The illness was a confluence of events for Arians, who had missed practice two days earlier with the flu. NFL.com reported that at first doctors thought he was suffering from an inner ear infection or a virus.
"I'm at my breakfast, then all of a sudden the room starts flying around," said Arians, who was selected as the 国产外流网Coach of the Year that season for his efforts in serving as the interim coach in place of Pagano. "I get motion sickness anyway, so I immediately get sick so the doc comes over and he's doing the eye test. 'Nope, you're going to the hospital.' I thought, 'They're not going to let me out in time.' "
The Colts made a smooth transition because Pagano had returned from cancer treatments a week earlier. But it still affected the team, which returned to the playoffs after going from 2-14 in 2011 to 11-15 in 2012.
"Soon as I went in and they admitted me, the other doctor took over and said, 'No you're not going to the game.' They rolled a TV in and let me watch it. ... My blood pressure was going through the roof then."
Hospitals, though, were not new to Arians. He had dealt with migraines during his time as head coach at Temple (1993-98) and they caused him to seek care.
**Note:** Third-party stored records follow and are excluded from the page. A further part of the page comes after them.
// SPDX-FileCopyrightText: 2025 Stanislaw Grams <stanislawgrams@gmail.com>
//
// SPDX-License-Identifier: BSD-2-Clause

use std::path::{Path, PathBuf};

use serde::de::DeserializeOwned;
use serde::Serialize;
use thiserror::Error;

/// Shared config file name looked up by every trx-rs daemon.
pub const CONFIG_FILE_NAME: &str = "trx-rs.toml";

#[derive(Debug, Error)]
pub enum ConfigError {
    #[error("Failed to read config file {0}: {1}")]
    ReadError(PathBuf, String),

    #[error("Failed to parse config file {0}: {1}")]
    ParseError(PathBuf, String),

    #[error("Missing [{1}] section in config file {0}")]
    MissingSection(PathBuf, &'static str),
}

/// Returns the default search paths for `trx-rs.toml`
/// (current directory → XDG config → /etc).
pub fn config_search_paths() -> Vec<PathBuf> {
    let mut paths = vec![PathBuf::from(CONFIG_FILE_NAME)];
    if let Some(config_dir) = dirs::config_dir() {
        paths.push(config_dir.join("trx-rs").join(CONFIG_FILE_NAME));
    }
    paths.push(PathBuf::from("/etc/trx-rs").join(CONFIG_FILE_NAME));
    paths
}

/// Parse TOML text and deserialize the `key` section into `T`.
///
/// `Ok(None)` means the document parsed but has no such section.
fn parse_section<T: DeserializeOwned>(
    path: &Path,
    content: &str,
    key: &str,
) -> Result<Option<T>, ConfigError> {
    let parse_err =
        |e: &dyn std::fmt::Display| ConfigError::ParseError(path.to_path_buf(), e.to_string());

    let mut table: toml::Table = toml::from_str(content).map_err(|e| parse_err(&e))?;
    let Some(section) = table.remove(key) else {
        return Ok(None);
    };

    // Going through `Value::try_into` keeps serde defaults for omitted keys.
    section.try_into::<T>().map(Some).map_err(|e| parse_err(&e))
}

fn load_section_from_file<T: DeserializeOwned>(
    path: &Path,
    key: &str,
) -> Result<Option<T>, ConfigError> {
    let content = std::fs::read_to_string(path)
        .map_err(|e| ConfigError::ReadError(path.to_path_buf(), e.to_string()))?;
    parse_section(path, &content, key)
}

/// A daemon configuration stored as one section of `trx-rs.toml`.
pub trait ConfigFile: Sized + Default + DeserializeOwned + Serialize {
    /// Section key in `trx-rs.toml` (e.g. `"trx-server"`).
    fn section_key() -> &'static str;

    /// Load the section from a specific file path.
    ///
    /// Fails if the file cannot be read, is not valid TOML, or lacks the
    /// `[<section_key>]` table.
    fn load_from_file(path: &Path) -> Result<Self, ConfigError> {
        load_section_from_file::<Self>(path, Self::section_key())?
            .ok_or_else(|| ConfigError::MissingSection(path.to_path_buf(), Self::section_key()))
    }

    /// Load the first file on the default search path that has our section.
    ///
    /// Returns `(Default::default(), None)` when nothing is found.
    fn load_from_default_paths() -> Result<(Self, Option<PathBuf>), ConfigError> {
        for path in config_search_paths() {
            if path.exists() {
                if let Some(cfg) = load_section_from_file::<Self>(&path, Self::section_key())? {
                    return Ok((cfg, Some(path)));
                }
            }
        }
        Ok((Self::default(), None))
    }

    /// Render `self` nested under its section header, ready to paste into a
    /// combined `trx-rs.toml`.
    fn to_combined_toml(&self) -> String {
        let mut root = toml::Table::new();
        match toml::Value::try_from(self) {
            Ok(value) => {
                root.insert(Self::section_key().to_string(), value);
            }
            Err(e) => {
                tracing::warn!("failed to serialize [{}] config: {}", Self::section_key(), e);
            }
        }
        toml::to_string_pretty(&root).unwrap_or_default()
    }
}
// SPDX-FileCopyrightText: 2025 Stanislaw Grams <stanislawgrams@gmail.com>
//
// SPDX-License-Identifier: BSD-2-Clause

mod config;
mod dummy;

use std::net::IpAddr;
use std::path::PathBuf;

use clap::Parser;
use tokio::signal;
use tokio::sync::watch;
use tracing::{error, info};

use trx_app::{init_logging, ConfigFile};
use trx_core::DynResult;
use trx_frontend_tci::TciServer;

use config::ServerConfig;
use dummy::DummyRadio;

const PKG_DESCRIPTION: &str = concat!(env!("CARGO_PKG_NAME"), " - TCI rig state server");

#[derive(Debug, Parser)]
#[command(
    author = env!("CARGO_PKG_AUTHORS"),
    version = env!("CARGO_PKG_VERSION"),
    about = PKG_DESCRIPTION,
)]
struct Cli {
    /// Path to configuration file
    #[arg(long = "config", short = 'C', value_name = "FILE")]
    config: Option<PathBuf>,
    /// Print example configuration and exit
    #[arg(long = "print-config")]
    print_config: bool,
    /// IP address for the TCI listener
    #[arg(short = 'l', long = "listen")]
    listen: Option<IpAddr>,
    /// Port for the TCI listener
    #[arg(short = 'p', long = "port")]
    port: Option<u16>,
    /// Report only the transmit frequency to TCI clients
    #[arg(long = "tx-only")]
    tx_only: bool,
}

impl Cli {
    fn apply_overrides(&self, cfg: &mut ServerConfig) {
        if let Some(listen) = self.listen {
            cfg.tci.listen = listen;
        }
        if let Some(port) = self.port {
            cfg.tci.port = port;
        }
        if self.tx_only {
            cfg.tci.tx_only = true;
        }
    }
}

#[tokio::main]
async fn main() -> DynResult<()> {
    let cli = Cli::parse();

    if cli.print_config {
        println!("{}", ServerConfig::example_combined_toml());
        return Ok(());
    }

    let (mut cfg, config_path) = if let Some(ref path) = cli.config {
        let cfg = ServerConfig::load_from_file(path)?;
        (cfg, Some(path.clone()))
    } else {
        ServerConfig::load_from_default_paths()?
    };
    cli.apply_overrides(&mut cfg);
    cfg.validate()
        .map_err(|e| format!("Invalid server configuration: {}", e))?;

    init_logging(cfg.general.log_level.as_deref());

    if let Some(ref path) = config_path {
        info!("Loaded configuration from {}", path.display());
    }
    if let Some(ref cs) = cfg.general.callsign {
        info!("Callsign: {}", cs);
    }

    let (shutdown_tx, shutdown_rx) = watch::channel(false);
    let (radio, state_rx) = DummyRadio::new(cfg.initial_state());
    let radio_task = tokio::spawn(radio.run(shutdown_rx));

    let server = if cfg.tci.enabled {
        match TciServer::bind(&cfg.tci, state_rx) {
            Ok(server) => Some(server),
            Err(e) => {
                error!("TCI server failed to start on {}: {}", cfg.tci.listen_addr(), e);
                let _ = shutdown_tx.send(true);
                let _ = radio_task.await;
                return Err(e.into());
            }
        }
    } else {
        info!("TCI server disabled in configuration");
        None
    };

    signal::ctrl_c().await?;
    info!("Ctrl+C received, shutting down");

    if let Some(server) = server {
        server.shutdown().await;
    }
    let _ = shutdown_tx.send(true);
    let _ = radio_task.await;
    Ok(())
}
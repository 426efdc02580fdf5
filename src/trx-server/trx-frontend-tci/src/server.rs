// SPDX-FileCopyrightText: 2025 Stanislaw Grams <stanislawgrams@gmail.com>
//
// SPDX-License-Identifier: BSD-2-Clause

use std::io;
use std::net::SocketAddr;
use std::sync::Arc;

use tokio::sync::watch;
use tokio::task::JoinHandle;
use tracing::info;
use trx_core::RigStateReader;

use crate::config::TciConfig;
use crate::event_loop::{EventLoop, EventLoopHandle};
use crate::frame::Opcode;
use crate::listener::{bind_listener, run_listener};
use crate::message::{DeviceInfo, TciMessage};
use crate::registry::ClientRegistry;

/// State shared by the listener and every connection worker.
pub struct TciContext {
    pub registry: Arc<ClientRegistry>,
    pub events: EventLoopHandle,
    pub radio: Arc<dyn RigStateReader>,
    pub info: DeviceInfo,
}

/// Running TCI server.
pub struct TciServer {
    local_addr: SocketAddr,
    ctx: Arc<TciContext>,
    shutdown_tx: watch::Sender<bool>,
    listener_task: JoinHandle<()>,
    loop_task: JoinHandle<()>,
}

impl TciServer {
    /// Bind the listening socket and start the server tasks.
    ///
    /// Must be called from within a tokio runtime.
    pub fn bind<R>(config: &TciConfig, radio: R) -> io::Result<Self>
    where
        R: RigStateReader + 'static,
    {
        let radio: Arc<dyn RigStateReader> = Arc::new(radio);
        let listener = bind_listener(config.listen_addr())?;
        let local_addr = listener.local_addr()?;

        let (events, loop_rx) = EventLoopHandle::channel();
        let registry = Arc::new(ClientRegistry::new(config.max_clients, events.clone()));
        let info = config.device_info();
        let event_loop = EventLoop::new(
            loop_rx,
            registry.clone(),
            radio.clone(),
            config.tx_only,
            info.trx_count,
        );
        let loop_task = tokio::spawn(event_loop.run());

        let ctx = Arc::new(TciContext {
            registry,
            events,
            radio,
            info,
        });

        let (shutdown_tx, shutdown_rx) = watch::channel(false);
        let listener_task = tokio::spawn(run_listener(listener, ctx.clone(), shutdown_rx));

        info!(
            "TCI server listening on {} ({} clients max{})",
            local_addr,
            ctx.registry.capacity(),
            if config.tx_only { ", tx frequency only" } else { "" }
        );

        Ok(Self {
            local_addr,
            ctx,
            shutdown_tx,
            listener_task,
            loop_task,
        })
    }

    pub fn local_addr(&self) -> SocketAddr {
        self.local_addr
    }

    /// Number of clients past the WebSocket upgrade.
    pub fn connected_clients(&self) -> usize {
        self.ctx.registry.open_count()
    }

    /// Stop accepting, tell every client `stop;`, close all connections
    /// and wait for the listener and event loop to finish.
    pub async fn shutdown(self) {
        let _ = self.shutdown_tx.send(true);
        let _ = self.listener_task.await;

        for lease in self.ctx.registry.open_leases() {
            self.ctx.events.send_message(lease, &TciMessage::Stop);
            self.ctx.events.send_frame(lease, Opcode::Close, Vec::new());
        }
        let released = self.ctx.registry.release_all();

        self.ctx.events.shutdown();
        let _ = self.loop_task.await;
        info!("TCI server stopped ({} clients closed)", released);
    }
}
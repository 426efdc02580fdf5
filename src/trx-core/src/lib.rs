// SPDX-FileCopyrightText: 2025 Stanislaw Grams <stanislawgrams@gmail.com>
//
// SPDX-License-Identifier: BSD-2-Clause

pub mod radio;
pub mod rig;

pub type DynResult<T> = Result<T, Box<dyn std::error::Error + Send + Sync>>;

pub use radio::freq::Freq;
pub use rig::state::{RigMode, RigSnapshot, RigState, RigVfo};
pub use rig::RigStateReader;
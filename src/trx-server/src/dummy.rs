// SPDX-FileCopyrightText: 2025 Stanislaw Grams <stanislawgrams@gmail.com>
//
// SPDX-License-Identifier: BSD-2-Clause

//! Simulated radio for running the server without hardware.
//!
//! Holds rig state in memory, publishes it on a watch channel and moves
//! the receiver signal meters so clients have something to display.

use std::time::Duration;

use tokio::sync::watch;
use tokio::time::{self, MissedTickBehavior};
use tracing::info;
use trx_core::RigState;

pub const METER_UPDATE_INTERVAL: Duration = Duration::from_millis(250);

const METER_FLOOR_DBM: i32 = -121;
const METER_PERIOD: u64 = 40;
const METER_STEP_DB: i32 = 3;

/// Signal level of receiver `rx` at step `tick`: a triangle wave between
/// -121 and -61 dBm, phase shifted per receiver.
pub fn meter_level(tick: u64, rx: usize) -> i32 {
    let phase = (tick + rx as u64 * 7) % METER_PERIOD;
    let half = METER_PERIOD / 2;
    let ramp = if phase < half { phase } else { METER_PERIOD - phase };
    METER_FLOOR_DBM + ramp as i32 * METER_STEP_DB
}

pub struct DummyRadio {
    state_tx: watch::Sender<RigState>,
    tick: u64,
}

impl DummyRadio {
    pub fn new(initial: RigState) -> (Self, watch::Receiver<RigState>) {
        let (state_tx, state_rx) = watch::channel(initial);
        (Self { state_tx, tick: 0 }, state_rx)
    }

    /// Advance the meters one step.
    pub fn step(&mut self) {
        self.tick = self.tick.wrapping_add(1);
        let tick = self.tick;
        self.state_tx.send_if_modified(|state| {
            let mut modified = false;
            for (rx, level) in state.rx_sig_dbm.iter_mut().enumerate() {
                let next = meter_level(tick, rx);
                if *level != next {
                    *level = next;
                    modified = true;
                }
            }
            modified
        });
    }

    pub async fn run(mut self, mut shutdown_rx: watch::Receiver<bool>) {
        let mut interval = time::interval(METER_UPDATE_INTERVAL);
        interval.set_missed_tick_behavior(MissedTickBehavior::Skip);
        {
            let state = self.state_tx.borrow();
            info!(
                "Simulated rig ready (VFO A {} Hz, VFO B {} Hz, {} receivers)",
                state.vfo_a.freq, state.vfo_b.freq, state.rx_sig_dbm.len()
            );
        }
        loop {
            tokio::select! {
                _ = interval.tick() => self.step(),
                changed = shutdown_rx.changed() => {
                    if changed.is_err() || *shutdown_rx.borrow() {
                        break;
                    }
                }
            }
        }
    }
}
// SPDX-FileCopyrightText: 2025 Stanislaw Grams <stanislawgrams@gmail.com>
//
// SPDX-License-Identifier: BSD-2-Clause

pub mod config;
pub mod logging;

pub use config::{ConfigError, ConfigFile};
pub use logging::init_logging;
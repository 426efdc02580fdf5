// SPDX-FileCopyrightText: 2025 Stanislaw Grams <stanislawgrams@gmail.com>
//
// SPDX-License-Identifier: BSD-2-Clause

//! Fixed-capacity table of client slots.
//!
//! A slot moves Free -> Connecting (reserved by the listener before
//! `accept`) -> Open (after a successful upgrade) and back to Free through
//! [`ClientRegistry::release`]. Every allocation bumps the slot generation;
//! the resulting [`Lease`] is what callers hold, so a late release from a
//! finished connection cannot tear down a newer client on the same index.
//!
//! Release is the only teardown path and may race freely between the
//! connection worker, the event loop and server shutdown: the per-slot
//! mutex makes exactly one caller win.

use std::fmt;
use std::net::SocketAddr;
use std::sync::atomic::{AtomicBool, Ordering};
use std::sync::{Mutex, MutexGuard, PoisonError};

use tokio::sync::watch;
use tokio::task::JoinHandle;
use tracing::{debug, info};

use crate::event_loop::EventLoopHandle;

pub const DEFAULT_MAX_CLIENTS: usize = 3;
pub const MAX_CLIENTS_LIMIT: usize = 8;

/// Handle to one allocation of a slot.
#[derive(Debug, Clone, Copy, PartialEq, Eq, Hash)]
pub struct Lease {
    index: usize,
    generation: u64,
}

impl Lease {
    pub fn index(&self) -> usize {
        self.index
    }

    pub fn generation(&self) -> u64 {
        self.generation
    }
}

impl fmt::Display for Lease {
    fn fmt(&self, f: &mut fmt::Formatter<'_>) -> fmt::Result {
        write!(f, "#{}", self.index)
    }
}

#[derive(Debug, Clone, Copy, PartialEq, Eq, Default)]
pub enum SlotPhase {
    #[default]
    Free,
    Connecting,
    Open,
}

/// How the socket is closed once the event loop drops the write half.
#[derive(Debug, Clone, Copy, PartialEq, Eq)]
pub enum Teardown {
    /// Normal close, queued frames are delivered first.
    Graceful,
    /// Zero-linger close, the peer sees a reset.
    Abortive,
}

#[derive(Default)]
struct SlotInner {
    phase: SlotPhase,
    generation: u64,
    running: bool,
    peer: Option<SocketAddr>,
    shutdown: Option<watch::Sender<bool>>,
    reporter: Option<JoinHandle<()>>,
}

impl SlotInner {
    fn holds(&self, lease: Lease) -> bool {
        self.phase != SlotPhase::Free && self.generation == lease.generation
    }
}

pub struct ClientSlot {
    inner: Mutex<SlotInner>,
    smeter_enabled: AtomicBool,
}

impl ClientSlot {
    fn new() -> Self {
        Self {
            inner: Mutex::new(SlotInner::default()),
            smeter_enabled: AtomicBool::new(false),
        }
    }

    fn lock(&self) -> MutexGuard<'_, SlotInner> {
        self.inner.lock().unwrap_or_else(PoisonError::into_inner)
    }

    /// Per-client S-meter reporting switch, toggled by `rx_sensors_enable`.
    pub fn smeter_enabled(&self) -> &AtomicBool {
        &self.smeter_enabled
    }

    pub fn phase(&self) -> SlotPhase {
        self.lock().phase
    }
}

pub struct ClientRegistry {
    slots: Box<[ClientSlot]>,
    events: EventLoopHandle,
}

impl ClientRegistry {
    pub fn new(capacity: usize, events: EventLoopHandle) -> Self {
        let capacity = capacity.clamp(1, MAX_CLIENTS_LIMIT);
        Self {
            slots: (0..capacity).map(|_| ClientSlot::new()).collect(),
            events,
        }
    }

    pub fn capacity(&self) -> usize {
        self.slots.len()
    }

    pub fn slot(&self, index: usize) -> Option<&ClientSlot> {
        self.slots.get(index)
    }

    /// Reserve the first free slot, or `None` when all are occupied.
    pub fn allocate(&self) -> Option<Lease> {
        self.slots.iter().enumerate().find_map(|(index, slot)| {
            let mut inner = slot.lock();
            if inner.phase != SlotPhase::Free {
                return None;
            }
            inner.phase = SlotPhase::Connecting;
            inner.generation = inner.generation.wrapping_add(1);
            inner.running = false;
            slot.smeter_enabled.store(false, Ordering::Relaxed);
            Some(Lease {
                index,
                generation: inner.generation,
            })
        })
    }

    /// Mark a reserved slot as open and hand out its shutdown signal.
    ///
    /// Returns `None` if the lease was released in the meantime.
    pub fn open(&self, lease: Lease, peer: SocketAddr) -> Option<watch::Receiver<bool>> {
        let slot = self.slots.get(lease.index)?;
        let mut inner = slot.lock();
        if !inner.holds(lease) || inner.phase != SlotPhase::Connecting {
            return None;
        }
        let (tx, rx) = watch::channel(false);
        inner.phase = SlotPhase::Open;
        inner.running = true;
        inner.peer = Some(peer);
        inner.shutdown = Some(tx);
        Some(rx)
    }

    /// Store the reporter timer so release can cancel it.
    pub fn set_reporter(&self, lease: Lease, handle: JoinHandle<()>) {
        let Some(slot) = self.slots.get(lease.index) else {
            handle.abort();
            return;
        };
        let mut inner = slot.lock();
        if inner.holds(lease) && inner.running {
            if let Some(old) = inner.reporter.replace(handle) {
                old.abort();
            }
        } else {
            handle.abort();
        }
    }

    pub fn is_running(&self, lease: Lease) -> bool {
        self.slots
            .get(lease.index)
            .is_some_and(|slot| {
                let inner = slot.lock();
                inner.holds(lease) && inner.running
            })
    }

    pub fn smeter_enabled(&self, lease: Lease) -> bool {
        self.slots
            .get(lease.index)
            .is_some_and(|slot| slot.smeter_enabled.load(Ordering::Relaxed))
    }

    pub fn peer(&self, lease: Lease) -> Option<SocketAddr> {
        let inner = self.slots.get(lease.index)?.lock();
        if inner.holds(lease) {
            inner.peer
        } else {
            None
        }
    }

    /// Abortive release; see [`ClientRegistry::release_with`].
    pub fn release(&self, lease: Lease) -> bool {
        self.release_with(lease, Teardown::Abortive)
    }

    /// Tear down the client holding `lease` and free its slot.
    ///
    /// Stops the connection worker, cancels the reporter timer and tells
    /// the event loop to drop the write half. Returns `false` when the
    /// lease is stale or was already released.
    pub fn release_with(&self, lease: Lease, teardown: Teardown) -> bool {
        let Some(slot) = self.slots.get(lease.index) else {
            return false;
        };

        let mut inner = slot.lock();
        if !inner.holds(lease) {
            return false;
        }
        let was_open = inner.phase == SlotPhase::Open;
        inner.phase = SlotPhase::Free;
        inner.running = false;
        let peer = inner.peer.take();
        let shutdown = inner.shutdown.take();
        let reporter = inner.reporter.take();
        slot.smeter_enabled.store(false, Ordering::Relaxed);
        // Queued while locked so the detach precedes any attach for the
        // next lease on this index.
        if was_open {
            self.events.detach(lease, teardown);
        }
        drop(inner);

        if let Some(tx) = shutdown {
            let _ = tx.send(true);
        }
        if let Some(handle) = reporter {
            handle.abort();
        }

        match peer {
            Some(peer) => info!("TCI client {} ({}) released", lease, peer),
            None => debug!("TCI slot {} released before upgrade", lease),
        }
        true
    }

    /// Leases of every slot currently open.
    pub fn open_leases(&self) -> Vec<Lease> {
        self.slots
            .iter()
            .enumerate()
            .filter_map(|(index, slot)| {
                let inner = slot.lock();
                (inner.phase == SlotPhase::Open).then_some(Lease {
                    index,
                    generation: inner.generation,
                })
            })
            .collect()
    }

    /// Release every occupied slot.
    pub fn release_all(&self) -> usize {
        let leases: Vec<Lease> = self
            .slots
            .iter()
            .enumerate()
            .filter_map(|(index, slot)| {
                let inner = slot.lock();
                (inner.phase != SlotPhase::Free).then_some(Lease {
                    index,
                    generation: inner.generation,
                })
            })
            .collect();
        leases
            .into_iter()
            .filter(|lease| self.release(*lease))
            .count()
    }

    pub fn open_count(&self) -> usize {
        self.slots
            .iter()
            .filter(|slot| slot.phase() == SlotPhase::Open)
            .count()
    }

    pub fn occupied_count(&self) -> usize {
        self.slots
            .iter()
            .filter(|slot| slot.phase() != SlotPhase::Free)
            .count()
    }
}

#[cfg(test)]
mod tests {
    use super::*;
    use crate::event_loop::LoopTask;
    use std::sync::atomic::AtomicUsize;
    use std::sync::Arc;
    use tokio::sync::mpsc;

    fn peer() -> SocketAddr {
        "127.0.0.1:50000".parse().unwrap()
    }

    fn registry(capacity: usize) -> (ClientRegistry, mpsc::UnboundedReceiver<LoopTask>) {
        let (events, rx) = EventLoopHandle::channel();
        (ClientRegistry::new(capacity, events), rx)
    }

    fn count_detaches(rx: &mut mpsc::UnboundedReceiver<LoopTask>) -> usize {
        let mut count = 0;
        while let Ok(task) = rx.try_recv() {
            if matches!(task, LoopTask::Detach { .. }) {
                count += 1;
            }
        }
        count
    }

    #[test]
    fn test_allocate_until_full() {
        let (registry, _rx) = registry(3);
        let leases: Vec<Lease> = (0..3).map(|_| registry.allocate().unwrap()).collect();
        assert_eq!(
            leases.iter().map(Lease::index).collect::<Vec<_>>(),
            vec![0, 1, 2]
        );
        assert!(registry.allocate().is_none());
        assert_eq!(registry.occupied_count(), 3);
        assert_eq!(registry.open_count(), 0);

        assert!(registry.release(leases[1]));
        assert_eq!(registry.allocate().unwrap().index(), 1);
    }

    #[test]
    fn test_open_and_running() {
        let (registry, _rx) = registry(3);
        let lease = registry.allocate().unwrap();
        assert!(!registry.is_running(lease));

        let shutdown = registry.open(lease, peer()).unwrap();
        assert!(registry.is_running(lease));
        assert_eq!(registry.peer(lease), Some(peer()));
        assert!(!*shutdown.borrow());
        assert!(registry.open(lease, peer()).is_none());
    }

    #[test]
    fn test_release_is_idempotent() {
        let (registry, mut rx) = registry(3);
        let lease = registry.allocate().unwrap();
        let shutdown = registry.open(lease, peer()).unwrap();

        assert!(registry.release(lease));
        assert!(!registry.release(lease));
        assert!(!registry.is_running(lease));
        assert!(*shutdown.borrow());
        assert_eq!(count_detaches(&mut rx), 1);
        assert_eq!(registry.slot(0).unwrap().phase(), SlotPhase::Free);
    }

    #[test]
    fn test_stale_lease_cannot_release_new_client() {
        let (registry, _rx) = registry(1);
        let old = registry.allocate().unwrap();
        registry.open(old, peer()).unwrap();
        assert!(registry.release(old));

        let new = registry.allocate().unwrap();
        assert_eq!(new.index(), old.index());
        assert_ne!(new.generation(), old.generation());
        registry.open(new, peer()).unwrap();

        assert!(!registry.release(old));
        assert!(registry.is_running(new));
    }

    #[test]
    fn test_concurrent_release_has_one_winner() {
        let (registry, mut rx) = registry(3);
        let lease = registry.allocate().unwrap();
        registry.open(lease, peer()).unwrap();

        let wins = AtomicUsize::new(0);
        std::thread::scope(|scope| {
            for _ in 0..8 {
                scope.spawn(|| {
                    if registry.release(lease) {
                        wins.fetch_add(1, Ordering::SeqCst);
                    }
                });
            }
        });
        assert_eq!(wins.load(Ordering::SeqCst), 1);
        assert_eq!(count_detaches(&mut rx), 1);
    }

    #[test]
    fn test_release_all() {
        let (registry, _rx) = registry(3);
        let a = registry.allocate().unwrap();
        registry.open(a, peer()).unwrap();
        let _reserved = registry.allocate().unwrap();

        assert_eq!(registry.open_leases(), vec![a]);
        assert_eq!(registry.release_all(), 2);
        assert_eq!(registry.occupied_count(), 0);
    }

    #[test]
    fn test_smeter_flag_resets_on_allocate() {
        let (registry, _rx) = registry(1);
        let lease = registry.allocate().unwrap();
        registry.open(lease, peer()).unwrap();
        registry
            .slot(lease.index())
            .unwrap()
            .smeter_enabled()
            .store(true, Ordering::Relaxed);
        assert!(registry.smeter_enabled(lease));

        registry.release(lease);
        let lease = registry.allocate().unwrap();
        assert!(!registry.smeter_enabled(lease));
    }

    #[tokio::test]
    async fn test_release_aborts_reporter() {
        let (registry, _rx) = registry(1);
        let registry = Arc::new(registry);
        let lease = registry.allocate().unwrap();
        registry.open(lease, peer()).unwrap();

        let (alive_tx, alive_rx) = tokio::sync::oneshot::channel::<()>();
        let timer = tokio::spawn(async move {
            let _alive = alive_tx;
            std::future::pending::<()>().await;
        });
        registry.set_reporter(lease, timer);
        registry.release(lease);
        assert!(alive_rx.await.is_err());
    }
}
// SPDX-FileCopyrightText: 2025 Stanislaw Grams <stanislawgrams@gmail.com>
//
// SPDX-License-Identifier: BSD-2-Clause

use std::fmt;

use serde::{Deserialize, Serialize};

/// Frequency wrapper (Hz).
#[derive(
    Debug, Clone, Copy, Default, PartialEq, Eq, PartialOrd, Ord, Hash, Serialize, Deserialize,
)]
pub struct Freq {
    pub hz: u64,
}

impl Freq {
    #[must_use]
    pub fn new(hz: u64) -> Self {
        Self { hz }
    }
}

impl fmt::Display for Freq {
    fn fmt(&self, f: &mut fmt::Formatter<'_>) -> fmt::Result {
        write!(f, "{}", self.hz)
    }
}

#[cfg(test)]
mod tests {
    use super::*;

    #[test]
    fn test_display_is_plain_hz() {
        assert_eq!(Freq::new(7_074_000).to_string(), "7074000");
    }
}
"I was a young head coach (at Temple) and I thought I had to do everything," Arians said during the roundtable. "I was 30 years old and was the quarterback coach, offensive coordinator, recruiting coordinator, head coach and fundraiser.
"By the time I was 33, I was in the hospital twice a week with migraines. Last migraine I had, they thought I stroked. I said, 'This is it. I got to do something.' They day I got fired, I never had another migraine."
He also beat prostate cancer after it was discovered during his postseason physical -- which most teams provide for their coaching staffs -- with the Pittsburgh Steelers in the winter of 2009.
"I was thinking about changing jobs," Arians said during the roundtable. "My physical was the next week. I stayed in Pittsburgh. I took the physical. They found out I had prostate cancer. Had I left, I wouldn't have taken the physical that year."
Yet he must have felt cursed when one of his assistant coaches suffered a rare heart condition on the field during minicamp last June. Quarterbacks coach Freddie Kitchens was helped off the field by Carson Palmer and Drew Stanton when they saw him acting weak.
Kitchens stayed on the field, but a numbness in his leg convinced him to visit the trainers' room. What was thought to be dehydration and later a heart attack was diagnosed as an aortic dissection -- a tear in the inner layer of the aorta -- that needed a specialist to repair.
"It's a miracle he's here," Arians told the Arizona media after Kitchens returned to the team in August. "It's like nothing ever happened. I'm sure (his wife) Ginger doesn't feel that way, but it was a very trying time. Thank goodness he wasn't too hard-headed."
It's one reason why Arians agrees with New York Giants coach Tom Coughlin: 国产外流网coaches have the best healthcare available.
"I really do believe if you will just cooperate a little bit, it's a very healthy profession," Coughlin told the coaches roundtable. "Because of the doctors. We have incredible, incredible care."